Poor Mrs O - it sounds like you are talking from experience there! She must really love you to do such a joyful task!

Bollo, matey let's not flounce, be at one with the two wheels..come up to Hillingdon for a ride! gears are absolutely fine on the circuit. Calshot would only be worth doing if we could get a sizeable group down there - interested parties so far:

Bollo 
Tollers
ttcycle
Origamist

BM - all this talk of me being fast, makes me nervous now should I actually have to purposefully race...not on form at all 

Rollcall- down to business: am 13th Dec
Davywalnuts
Ianrauk
Redjedi
Cotterpin
ttcycle
Origamist
Bollo? (shedding tears of nostalgia)
BentMikey (hare duties)


----------



## BentMikey (5 Nov 2009)

I'm certainly not fast, I'll be quite happy just to make it around with the group, especially if I've done my duty and ridden there.

I'm in for the 13th, it's booked out. There is a small chance I'll have to work in the afternoon. What time do y'all plan to meet?


----------



## ttcycle (5 Nov 2009)

looks like 8:30am is the time it opens. We can be there for as long as people want to - how early do people want to set off?

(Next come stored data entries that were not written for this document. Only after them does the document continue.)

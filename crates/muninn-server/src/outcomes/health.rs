// crates/muninn-server/src/outcomes/health.rs
// Project health score: a weighted composite of five 0-100 components.
// Weights: fragility 0.25, decision success 0.20, learning confidence
// 0.20, issue resolution 0.20, knowledge freshness 0.15.

use crate::args;
use crate::store::Store;
use anyhow::Result;

const W_FRAGILITY: f64 = 0.25;
const W_DECISIONS: f64 = 0.20;
const W_LEARNINGS: f64 = 0.20;
const W_ISSUES: f64 = 0.20;
const W_FRESHNESS: f64 = 0.15;

/// Component scores plus the weighted overall.
#[derive(Debug, Clone, PartialEq)]
pub struct HealthScore {
    pub fragility: i64,
    pub decision_success: i64,
    pub learning_confidence: i64,
    pub issue_resolution: i64,
    pub freshness: i64,
    pub overall: i64,
}

/// Compute the health composite for a project.
pub async fn health_score(store: &Store, project_id: i64) -> Result<HealthScore> {
    let fragility = fragility_component(store, project_id).await?;
    let decision_success = decision_component(store, project_id).await?;
    let learning_confidence = learning_component(store, project_id).await?;
    let issue_resolution = issue_component(store, project_id).await?;
    let freshness = freshness_component(store, project_id).await?;

    let overall = (fragility as f64 * W_FRAGILITY
        + decision_success as f64 * W_DECISIONS
        + learning_confidence as f64 * W_LEARNINGS
        + issue_resolution as f64 * W_ISSUES
        + freshness as f64 * W_FRESHNESS)
        .round() as i64;

    Ok(HealthScore {
        fragility,
        decision_success,
        learning_confidence,
        issue_resolution,
        freshness,
        overall,
    })
}

/// 100 when nothing is fragile; scaled down by the share of files at
/// fragility >= 7.
async fn fragility_component(store: &Store, project_id: i64) -> Result<i64> {
    let row = store
        .get(
            "SELECT COUNT(*), SUM(CASE WHEN fragility >= 7 THEN 1 ELSE 0 END)
             FROM files WHERE project_id = ?1 AND archived_at IS NULL",
            args![project_id],
        )
        .await?;
    let Some(row) = row else { return Ok(100) };
    let total: i64 = row.get(0)?;
    let fragile: i64 = row.get::<Option<i64>>(1)?.unwrap_or(0);
    if total == 0 {
        return Ok(100);
    }
    Ok((100.0 * (1.0 - fragile as f64 / total as f64)).round() as i64)
}

/// Share of resolved decision outcomes that succeeded.
async fn decision_component(store: &Store, project_id: i64) -> Result<i64> {
    let row = store
        .get(
            "SELECT
                SUM(CASE WHEN outcome_status = 'succeeded' THEN 1 ELSE 0 END),
                SUM(CASE WHEN outcome_status IN ('succeeded', 'failed', 'revised') THEN 1 ELSE 0 END)
             FROM decisions WHERE project_id = ?1 AND archived_at IS NULL",
            args![project_id],
        )
        .await?;
    let Some(row) = row else { return Ok(100) };
    let succeeded: i64 = row.get::<Option<i64>>(0)?.unwrap_or(0);
    let resolved: i64 = row.get::<Option<i64>>(1)?.unwrap_or(0);
    if resolved == 0 {
        return Ok(100);
    }
    Ok((100.0 * succeeded as f64 / resolved as f64).round() as i64)
}

/// Mean learning confidence mapped from [0.5, 10] to 0-100.
async fn learning_component(store: &Store, project_id: i64) -> Result<i64> {
    let mean: Option<f64> = store
        .get(
            "SELECT AVG(confidence) FROM learnings
             WHERE project_id = ?1 AND archived_at IS NULL",
            args![project_id],
        )
        .await?
        .and_then(|r| r.get::<Option<f64>>(0).ok().flatten());
    let Some(mean) = mean else { return Ok(100) };
    Ok(((mean - 0.5) / 9.5 * 100.0).clamp(0.0, 100.0).round() as i64)
}

/// Share of issues resolved.
async fn issue_component(store: &Store, project_id: i64) -> Result<i64> {
    let row = store
        .get(
            "SELECT COUNT(*), SUM(CASE WHEN status = 'resolved' THEN 1 ELSE 0 END)
             FROM issues WHERE project_id = ?1",
            args![project_id],
        )
        .await?;
    let Some(row) = row else { return Ok(100) };
    let total: i64 = row.get(0)?;
    let resolved: i64 = row.get::<Option<i64>>(1)?.unwrap_or(0);
    if total == 0 {
        return Ok(100);
    }
    Ok((100.0 * resolved as f64 / total as f64).round() as i64)
}

/// Share of knowledge touched in the last 90 days.
async fn freshness_component(store: &Store, project_id: i64) -> Result<i64> {
    let row = store
        .get(
            "SELECT
                (SELECT COUNT(*) FROM decisions WHERE project_id = ?1 AND archived_at IS NULL)
              + (SELECT COUNT(*) FROM learnings WHERE project_id = ?1 AND archived_at IS NULL),
                (SELECT COUNT(*) FROM decisions WHERE project_id = ?1 AND archived_at IS NULL
                    AND updated_at > datetime('now', '-90 days'))
              + (SELECT COUNT(*) FROM learnings WHERE project_id = ?1 AND archived_at IS NULL
                    AND updated_at > datetime('now', '-90 days'))",
            args![project_id],
        )
        .await?;
    let Some(row) = row else { return Ok(100) };
    let total: i64 = row.get(0)?;
    let fresh: i64 = row.get(1)?;
    if total == 0 {
        return Ok(100);
    }
    Ok((100.0 * fresh as f64 / total as f64).round() as i64)
}

#[cfg(test)]
mod tests {
    use super::*;

    #[tokio::test]
    async fn test_empty_project_is_healthy() {
        let store = Store::open_in_memory().await.unwrap();
        let project_id = crate::db::get_or_create_project(&store, "/p", None).await.unwrap().id;
        let score = health_score(&store, project_id).await.unwrap();
        assert_eq!(score.overall, 100);
    }

    #[tokio::test]
    async fn test_fragile_files_lower_score() {
        let store = Store::open_in_memory().await.unwrap();
        let project_id = crate::db::get_or_create_project(&store, "/p", None).await.unwrap().id;
        store
            .run(
                "INSERT INTO files (project_id, path, fragility) VALUES (?1, 'a.ts', 9)",
                args![project_id],
            )
            .await
            .unwrap();
        store
            .run(
                "INSERT INTO files (project_id, path, fragility) VALUES (?1, 'b.ts', 1)",
                args![project_id],
            )
            .await
            .unwrap();

        let score = health_score(&store, project_id).await.unwrap();
        assert_eq!(score.fragility, 50);
        // 50*0.25 + 100*0.75 weights elsewhere
        assert_eq!(score.overall, 88);
    }

    #[tokio::test]
    async fn test_decision_success_rate() {
        let store = Store::open_in_memory().await.unwrap();
        let project_id = crate::db::get_or_create_project(&store, "/p", None).await.unwrap().id;
        for outcome in ["succeeded", "succeeded", "failed", "pending"] {
            store
                .run(
                    "INSERT INTO decisions (project_id, title, outcome_status) VALUES (?1, 'd', ?2)",
                    args![project_id, outcome],
                )
                .await
                .unwrap();
        }
        let score = health_score(&store, project_id).await.unwrap();
        assert_eq!(score.decision_success, 67, "2 of 3 resolved succeeded");
    }

    #[tokio::test]
    async fn test_weighted_sum_rounds() {
        let store = Store::open_in_memory().await.unwrap();
        let project_id = crate::db::get_or_create_project(&store, "/p", None).await.unwrap().id;
        // learning at confidence 5.25 -> (5.25-0.5)/9.5*100 = 50
        store
            .run(
                "INSERT INTO learnings (project_id, title, content, confidence)
                 VALUES (?1, 't', 'c', 5.25)",
                args![project_id],
            )
            .await
            .unwrap();
        let score = health_score(&store, project_id).await.unwrap();
        assert_eq!(score.learning_confidence, 50);
        assert_eq!(score.overall, 90, "100*0.8 + 50*0.2");
    }
}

Where are people heading from? We could possibly ride there or train there depending on what the feeling was

BM - I know your type, you'll talk it down, get our expectations low and then before we know it you'll leave us eating dust as you zip past super sprinter style on the recumbent....


----------



## stevevw (5 Nov 2009)

I would be up for this.


----------



## Tollers (6 Nov 2009)

TT. You can count me in for Hillingdon too. Have sooo much free time over the next few months that i'm going to be pretty flexible. I never knew there was anything there.

Tollers


----------



## Origamist (6 Nov 2009)

Tollers said:


> TT. You can count me in for Hillingdon too. Have sooo much free time over the next few months that i'm going to be pretty flexible. I never knew there was anything there.
> 
> Tollers



You've got to promise to sort your mudguards out first...


----------



## Tollers (6 Nov 2009)

Muguards went immediately on the Sunday cleanup after last time. I think Tiziana felt she was just too elegant and rejected them.


----------



## ttcycle (6 Nov 2009)

Rollcall- down to business: 8:30 onwards 13th Dec
Davywalnuts
Ianrauk
Redjedi
Cotterpin
ttcycle
Origamist
Bollo? 
BentMikey 
Stevevw
Tollers

Looking like a healthy turnout so far...


----------



## BentMikey (6 Nov 2009)

08.30 on Sunday morning? Take pity on us! How about an 09.00 meet somewhere central-ish, say Hyde Park Corner, and then ride out from there?


----------



## ttcycle (6 Nov 2009)

well BM - I was aiming early for your sakes...I'm easy re times though (lightweights you call yourselves _*serious*_ cyclists?!


----------



## BentMikey (6 Nov 2009)

Well, I'll go that early if you all want to!!


----------



## redjedi (6 Nov 2009)

I didn't even know there was an 8.30am on a Sunday 

I like cycling but I like sleep even more


----------



## Davywalnuts (6 Nov 2009)

BentMikey said:


> 08.30 on Sunday morning? Take pity on us! How about an 09.00 meet somewhere central-ish, say *Hyde Park Corner*, and then ride out from there?



Sounds good to me! 

I really dont like going out for a cycle unless its going to add up over 60miles or soo.. 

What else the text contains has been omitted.